Of respondents seeking PPP assistance, 85% have received their requested financial aid. For EIDL and SBA Loan Forgiveness, only 50% and 46% have had their requested assistance fulfilled, respectively.
All components of the crisis have put unimaginable financial strain on businesses. The federal government’s financial response is surely appreciated by all, but is it enough — or was it too little, too late?
Our respondents rated the federal government’s response on a 10-point scale, with 1 being most negative and 10 being most positive. Sentiment is split exactly 50/50 between 1 to 5 and 6 to 10.
The most listed response is a 5 out of 10, with 14%, and it’s balanced out by more satisfied responses, as 11% and 13% of respondents listed 7 and 8, respectively.
Even when we break out these government ratings by those businesses that listed the crisis as either moderately or severely negative, the sentiment only slightly skewed negative, with 52% listing between 1 and 5 and 48% listing between 6 and 10.
This seems to reflect an overall “meh” sentiment of the federal government’s response, though it’s worth noting that it’s not negative.
51% of SMBs are bearish on their six-month outlook
As we step into summer, businesses on the whole seem unsure on what the next six months hold.
Businesses rated their projected performance on a six-month outlook from 1 to 10, with 1 being negative and 10 being positive. The most reported rating is 7, with 20% of businesses listing it. Next is a 5, with 17% listed. Overall, the sentiment on the six-month outlook is slightly more bearish, with 51% listing between 1 and 5 while 49% list between 6 and 10.
Businesses that report moderate to severe impacts from the COVID-19 crisis have a more bearish six-month outlook, with 59% listing between 1 and 5 and 41% listing between 6 and 10. However, 5 and 7 out of 10 are still the most indicated projections, with 18% listing each.
This bearishness is even more prominent in similar research from , which shows that 75% of their small business respondents from May 8 to May 13 are “unsure” or “pessimistic” about their confidence in economic recovery post-crisis.
So, what now?
Lipsitch is a professor of epidemiology at the Harvard T. H. Chan School of Public Health and director of the Center for Communicable Disease Dynamics.
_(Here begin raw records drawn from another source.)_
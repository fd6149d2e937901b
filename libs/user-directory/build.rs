fn main() {
    println!("cargo:rerun-if-changed=proto/user.proto");

    tonic_build::configure()
        .build_server(false)
        .build_client(true)
        .compile_protos(&["proto/user.proto"], &["proto"])
        .expect("failed to compile user.proto");
}
//! Owns the live signing keyset: a rotating pool of RSA and ECDSA keys held
//! in a secret store, refreshed on a timer, with every refresh announced on
//! the event bus so the validator knows to invalidate its cache.

use std::collections::HashMap;
use std::sync::Arc;

use async_trait::async_trait;
use auth_entity::{AuthError, Key, KeyAlgorithm, KeyType};
use event_bus::{Envelope, EventBus, KeysetUpdatedPayload, KEYSET_UPDATED};
use rand::Rng;
use tokio::task::JoinHandle;
use tracing::{error, info, warn};

const PATH_LEN: usize = 50;
const PATH_ALPHABET: &[u8] = b"ABCDEFGHIJKLMNOPQRSTUVWXYZabcdefghijklmnopqrstuvwxyz0123456789";
const FIELD_PRIVATE: &str = "private";
const FIELD_ALGORITHM: &str = "algorithm";
const FIELD_KEY_TYPE: &str = "keyType";

/// The narrow secret-store contract the key manager needs. Production wiring
/// is `VaultSecretStore`; tests use `InMemorySecretStore`.
#[async_trait]
pub trait SecretStore: Send + Sync {
    async fn list(&self, mount_path: &str) -> Result<Vec<String>, AuthError>;
    async fn get(&self, path: &str) -> Result<HashMap<String, String>, AuthError>;
    async fn put(&self, path: &str, fields: HashMap<String, String>) -> Result<(), AuthError>;
    async fn delete_metadata(&self, path: &str) -> Result<(), AuthError>;
}

pub struct VaultSecretStore {
    client: vaultrs::client::VaultClient,
    mount: String,
}

impl VaultSecretStore {
    pub fn new(address: &str, token: &str, mount: &str) -> Result<Self, AuthError> {
        use vaultrs::client::{VaultClient, VaultClientSettingsBuilder};

        let settings = VaultClientSettingsBuilder::default()
            .address(address)
            .token(token)
            .build()
            .map_err(|e| AuthError::SecretFailure(format!("bad vault client settings: {e}")))?;

        let client = VaultClient::new(settings)
            .map_err(|e| AuthError::SecretFailure(format!("failed to build vault client: {e}")))?;

        Ok(Self { client, mount: mount.to_string() })
    }
}

#[async_trait]
impl SecretStore for VaultSecretStore {
    async fn list(&self, mount_path: &str) -> Result<Vec<String>, AuthError> {
        match vaultrs::kv2::list(&self.client, &self.mount, mount_path).await {
            Ok(paths) => Ok(paths),
            Err(e) if e.to_string().contains("404") => Ok(Vec::new()),
            Err(e) => Err(AuthError::SecretFailure(format!("vault list error: {e}"))),
        }
    }

    async fn get(&self, path: &str) -> Result<HashMap<String, String>, AuthError> {
        vaultrs::kv2::read(&self.client, &self.mount, path)
            .await
            .map_err(|e| AuthError::SecretFailure(format!("vault read error: {e}")))
    }

    async fn put(&self, path: &str, fields: HashMap<String, String>) -> Result<(), AuthError> {
        vaultrs::kv2::set(&self.client, &self.mount, path, &fields)
            .await
            .map_err(|e| AuthError::SecretFailure(format!("vault write error: {e}")))?;
        Ok(())
    }

    async fn delete_metadata(&self, path: &str) -> Result<(), AuthError> {
        vaultrs::kv2::delete_metadata(&self.client, &self.mount, path)
            .await
            .map_err(|e| AuthError::SecretFailure(format!("vault delete error: {e}")))?;
        Ok(())
    }
}

#[derive(Clone)]
pub struct KeyManagerConfig {
    pub mount_path: String,
    pub key_count: usize,
    pub refresh_interval: std::time::Duration,
}

pub struct KeyManager {
    store: Arc<dyn SecretStore>,
    bus: Option<Arc<dyn EventBus>>,
    config: KeyManagerConfig,
}

fn random_path() -> String {
    let mut rng = rand::rngs::OsRng;
    (0..PATH_LEN)
        .map(|_| PATH_ALPHABET[rng.gen_range(0..PATH_ALPHABET.len())] as char)
        .collect()
}

fn parse_key(path: &str, fields: &HashMap<String, String>) -> Result<Key, AuthError> {
    let algorithm = fields
        .get(FIELD_ALGORITHM)
        .and_then(|s| KeyAlgorithm::parse(s))
        .ok_or_else(|| AuthError::InvalidAlgorithm(format!("path {path} has no recognizable algorithm")))?;
    let key_type = match fields.get(FIELD_KEY_TYPE).map(String::as_str) {
        Some("RSA") => KeyType::Rsa,
        Some("ECDSA") => KeyType::Ecdsa,
        other => return Err(AuthError::InvalidAlgorithm(format!("path {path} has unknown keyType {other:?}"))),
    };
    let pem = fields
        .get(FIELD_PRIVATE)
        .ok_or_else(|| AuthError::KeyNotFound)?;
    let material = key_codec::decode_private(algorithm, pem)?;
    Ok(Key::new(path, key_type, algorithm, material))
}

impl KeyManager {
    pub fn new(store: Arc<dyn SecretStore>, bus: Option<Arc<dyn EventBus>>, config: KeyManagerConfig) -> Self {
        Self { store, bus, config }
    }

    pub async fn list(&self, mount_path: &str) -> Result<Vec<String>, AuthError> {
        self.store.list(mount_path).await
    }

    pub async fn get_random(&self) -> Result<Key, AuthError> {
        let paths = self.store.list(&self.config.mount_path).await?;
        if paths.is_empty() {
            return Err(AuthError::KeyNotFound);
        }
        let index = rand::rngs::OsRng.gen_range(0..paths.len());
        let path = &paths[index];
        let fields = self.store.get(path).await?;
        parse_key(path, &fields)
    }

    pub async fn get_keyset(&self) -> Result<Vec<Key>, AuthError> {
        let paths = self.store.list(&self.config.mount_path).await?;
        let mut keys = Vec::with_capacity(paths.len());
        for path in &paths {
            let fields = self.store.get(path).await?;
            keys.push(parse_key(path, &fields)?);
        }
        Ok(keys)
    }

    /// Purge every key and mint a fresh keyset, then announce it.
    pub async fn refresh_keys(&self) -> Result<(), AuthError> {
        let paths = self.store.list(&self.config.mount_path).await?;
        for path in &paths {
            self.store.delete_metadata(path).await?;
        }

        for _ in 0..self.config.key_count {
            let path = random_path();
            let key = key_codec::generate_rsa(&path)?;
            self.store_key(&path, &key).await?;
        }
        for _ in 0..self.config.key_count {
            let path = random_path();
            let key = key_codec::generate_ecdsa_p256(&path);
            self.store_key(&path, &key).await?;
        }

        if let Some(bus) = &self.bus {
            let envelope = Envelope::new("key-manager", KEYSET_UPDATED, KeysetUpdatedPayload::default())
                .map_err(|e| AuthError::BusFailure(e.to_string()))?
                .with_metadata("mount_path", self.config.mount_path.clone())
                .with_metadata("key_count", self.config.key_count.to_string());
            bus.publish(envelope).await.map_err(|e| AuthError::BusFailure(e.to_string()))?;
        }

        Ok(())
    }

    async fn store_key(&self, path: &str, key: &Key) -> Result<(), AuthError> {
        let pem = key_codec::encode_private_pem(&key.material)?;
        let mut fields = HashMap::new();
        fields.insert(FIELD_PRIVATE.to_string(), pem);
        fields.insert(FIELD_ALGORITHM.to_string(), key.algorithm.as_str().to_string());
        fields.insert(FIELD_KEY_TYPE.to_string(), key.key_type.to_string());
        self.store.put(path, fields).await
    }

    /// Refresh once on start, then on every tick, logging and continuing
    /// past failures. Cancel by aborting the returned handle.
    pub fn spawn_refresh_loop(self: Arc<Self>) -> Option<JoinHandle<()>> {
        if self.config.refresh_interval.is_zero() {
            return None;
        }

        Some(tokio::spawn(async move {
            if let Err(e) = self.refresh_keys().await {
                error!(error = %e, "initial key refresh failed");
            } else {
                info!(mount_path = %self.config.mount_path, "initial key refresh complete");
            }

            let mut ticker = tokio::time::interval(self.config.refresh_interval);
            ticker.tick().await; // interval fires immediately; the first refresh already happened above.

            loop {
                ticker.tick().await;
                match self.refresh_keys().await {
                    Ok(()) => info!(mount_path = %self.config.mount_path, "key refresh complete"),
                    Err(e) => warn!(error = %e, "key refresh failed, will retry next tick"),
                }
            }
        }))
    }
}

#[cfg(test)]
pub mod test_support {
    use super::*;
    use tokio::sync::Mutex;

    #[derive(Default)]
    pub struct InMemorySecretStore {
        entries: Mutex<HashMap<String, HashMap<String, String>>>,
    }

    #[async_trait]
    impl SecretStore for InMemorySecretStore {
        async fn list(&self, _mount_path: &str) -> Result<Vec<String>, AuthError> {
            Ok(self.entries.lock().await.keys().cloned().collect())
        }

        async fn get(&self, path: &str) -> Result<HashMap<String, String>, AuthError> {
            self.entries
                .lock()
                .await
                .get(path)
                .cloned()
                .ok_or(AuthError::KeyNotFound)
        }

        async fn put(&self, path: &str, fields: HashMap<String, String>) -> Result<(), AuthError> {
            self.entries.lock().await.insert(path.to_string(), fields);
            Ok(())
        }

        async fn delete_metadata(&self, path: &str) -> Result<(), AuthError> {
            self.entries.lock().await.remove(path);
            Ok(())
        }
    }
}

#[cfg(test)]
mod tests {
    use super::test_support::InMemorySecretStore;
    use super::*;
    use event_bus::InMemoryEventBus;

    fn config(key_count: usize) -> KeyManagerConfig {
        KeyManagerConfig {
            mount_path: "auth".to_string(),
            key_count,
            refresh_interval: std::time::Duration::ZERO,
        }
    }

    #[tokio::test]
    async fn get_random_on_empty_store_is_key_not_found() {
        let manager = KeyManager::new(Arc::new(InMemorySecretStore::default()), None, config(1));
        let err = manager.get_random().await.unwrap_err();
        assert!(matches!(err, AuthError::KeyNotFound));
    }

    #[tokio::test]
    async fn refresh_keys_mints_rsa_and_ecdsa_and_publishes() {
        let store = Arc::new(InMemorySecretStore::default());
        let bus = Arc::new(InMemoryEventBus::new());
        let manager = KeyManager::new(store.clone(), Some(bus.clone()), config(2));

        let mut keyset_updates = bus.subscribe("test", KEYSET_UPDATED).await.unwrap();

        manager.refresh_keys().await.unwrap();

        let keyset = manager.get_keyset().await.unwrap();
        assert_eq!(keyset.len(), 4); // 2 RSA + 2 ECDSA
        let rsa_count = keyset.iter().filter(|k| k.key_type == KeyType::Rsa).count();
        let ecdsa_count = keyset.iter().filter(|k| k.key_type == KeyType::Ecdsa).count();
        assert_eq!(rsa_count, 2);
        assert_eq!(ecdsa_count, 2);

        let event = tokio::time::timeout(std::time::Duration::from_secs(1), keyset_updates.recv())
            .await
            .unwrap()
            .unwrap();
        assert_eq!(event.event_type, KEYSET_UPDATED);
    }

    #[tokio::test]
    async fn refresh_keys_purges_prior_keyset() {
        let store = Arc::new(InMemorySecretStore::default());
        let manager = KeyManager::new(store.clone(), None, config(1));

        manager.refresh_keys().await.unwrap();
        let first = manager.get_keyset().await.unwrap();

        manager.refresh_keys().await.unwrap();
        let second = manager.get_keyset().await.unwrap();

        assert_eq!(second.len(), 2);
        let first_ids: std::collections::HashSet<_> = first.iter().map(|k| k.id.clone()).collect();
        assert!(second.iter().all(|k| !first_ids.contains(&k.id)));
    }

    #[tokio::test]
    async fn get_random_returns_a_key_from_the_pool() {
        let store = Arc::new(InMemorySecretStore::default());
        let manager = KeyManager::new(store.clone(), None, config(1));
        manager.refresh_keys().await.unwrap();

        let key = manager.get_random().await.unwrap();
        let all = manager.get_keyset().await.unwrap();
        assert!(all.iter().any(|k| k.id == key.id));
    }
}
He states we’ll have a harder time controlling coronavirus in the fall given the typical coronavirus pattern where transmission peaks in November, with cases peaking in December.
Pair that with social exhaustion and unrest around stay-at-home and safer-in-place orders, not to mention continued protests, and it seems overwhelmingly like we’ve got far more trials and troubles ahead of us than behind.
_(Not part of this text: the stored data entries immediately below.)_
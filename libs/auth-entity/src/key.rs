use serde::{Deserialize, Serialize};

/// Key family. Consistent with `KeyAlgorithm` (e.g. `Rsa` always pairs with `Rs256`).
#[derive(Debug, Clone, Copy, PartialEq, Eq, Serialize, Deserialize)]
pub enum KeyType {
    Rsa,
    Ecdsa,
}

impl std::fmt::Display for KeyType {
    fn fmt(&self, f: &mut std::fmt::Formatter<'_>) -> std::fmt::Result {
        match self {
            KeyType::Rsa => f.write_str("RSA"),
            KeyType::Ecdsa => f.write_str("ECDSA"),
        }
    }
}

/// JOSE `alg` header values the core signs or verifies with. `Hs256` only
/// ever appears on a symmetric test key fed directly to the token manager or
/// validator in unit tests; the key manager never mints one.
#[derive(Debug, Clone, Copy, PartialEq, Eq, Serialize, Deserialize)]
pub enum KeyAlgorithm {
    Rs256,
    Es256,
    Hs256,
}

impl KeyAlgorithm {
    pub fn as_str(self) -> &'static str {
        match self {
            KeyAlgorithm::Rs256 => "RS256",
            KeyAlgorithm::Es256 => "ES256",
            KeyAlgorithm::Hs256 => "HS256",
        }
    }

    pub fn parse(s: &str) -> Option<Self> {
        match s {
            "RS256" => Some(KeyAlgorithm::Rs256),
            "ES256" => Some(KeyAlgorithm::Es256),
            "HS256" => Some(KeyAlgorithm::Hs256),
            _ => None,
        }
    }
}

impl std::fmt::Display for KeyAlgorithm {
    fn fmt(&self, f: &mut std::fmt::Formatter<'_>) -> std::fmt::Result {
        f.write_str(self.as_str())
    }
}

/// The ECDSA curve a given EC key was generated on. The key manager only
/// ever mints `P256` keys; the other two remain decodable for interop with
/// keys minted elsewhere (see the wire `EC.crv` field in `key-codec`).
#[derive(Debug, Clone, Copy, PartialEq, Eq, Serialize, Deserialize)]
pub enum EcdsaCurve {
    P256,
    P384,
    P521,
}

/// The private key material backing a `Key`, tagged by family. `key-codec`
/// dispatches wire encoding on this enum rather than on a stored function
/// pointer (there is no convenient Rust equivalent of a Go closure stored
/// alongside the value, and a match arm reads just as clearly).
#[derive(Clone)]
pub enum KeyMaterial {
    Rsa(Box<rsa::RsaPrivateKey>),
    Ecdsa(EcdsaPrivateKey),
    /// Raw HMAC secret. Never produced by the key manager; exists so the
    /// token manager and validator can be exercised against HS256 fixtures.
    Hmac(Vec<u8>),
}

#[derive(Clone)]
pub enum EcdsaPrivateKey {
    P256(Box<p256::SecretKey>),
    P384(Box<p384::SecretKey>),
    P521(Box<p521::SecretKey>),
}

impl EcdsaPrivateKey {
    pub fn curve(&self) -> EcdsaCurve {
        match self {
            EcdsaPrivateKey::P256(_) => EcdsaCurve::P256,
            EcdsaPrivateKey::P384(_) => EcdsaCurve::P384,
            EcdsaPrivateKey::P521(_) => EcdsaCurve::P521,
        }
    }
}

/// A signing key as held by the key manager's pool.
#[derive(Clone)]
pub struct Key {
    pub id: String,
    pub key_type: KeyType,
    pub algorithm: KeyAlgorithm,
    pub material: KeyMaterial,
}

impl Key {
    pub fn new(id: impl Into<String>, key_type: KeyType, algorithm: KeyAlgorithm, material: KeyMaterial) -> Self {
        Self { id: id.into(), key_type, algorithm, material }
    }
}

impl std::fmt::Debug for Key {
    fn fmt(&self, f: &mut std::fmt::Formatter<'_>) -> std::fmt::Result {
        f.debug_struct("Key")
            .field("id", &self.id)
            .field("key_type", &self.key_type)
            .field("algorithm", &self.algorithm)
            .finish_non_exhaustive()
    }
}

/// A verification (public) key as cached by the JWT validator. Distinct from
/// `Key` because the validator never holds private material.
#[derive(Clone)]
pub enum VerificationKey {
    Rsa(Box<rsa::RsaPublicKey>),
    Ecdsa(EcdsaPublicKey),
    Hmac(Vec<u8>),
}

#[derive(Clone)]
pub enum EcdsaPublicKey {
    P256(Box<p256::PublicKey>),
    P384(Box<p384::PublicKey>),
    P521(Box<p521::PublicKey>),
}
So, what now? Business owners have to get leaner and more efficient. Consider software options that reduce human error and provide key automations to otherwise time-consuming business processes.
If you can ramp up business this summer, go for it. But keep in mind the potentially negative impacts of the second wave, and try to get ahead of it however you can.
The Blueprint surveyed 275 people across the U.S., aged 18 and older, who self-identified as business owners. The survey was conducted via email between May 12, 2020, and May 15, 2020. While efforts were made to create a representative sample, there is variability in any sampling method and no strict statistical testing was performed.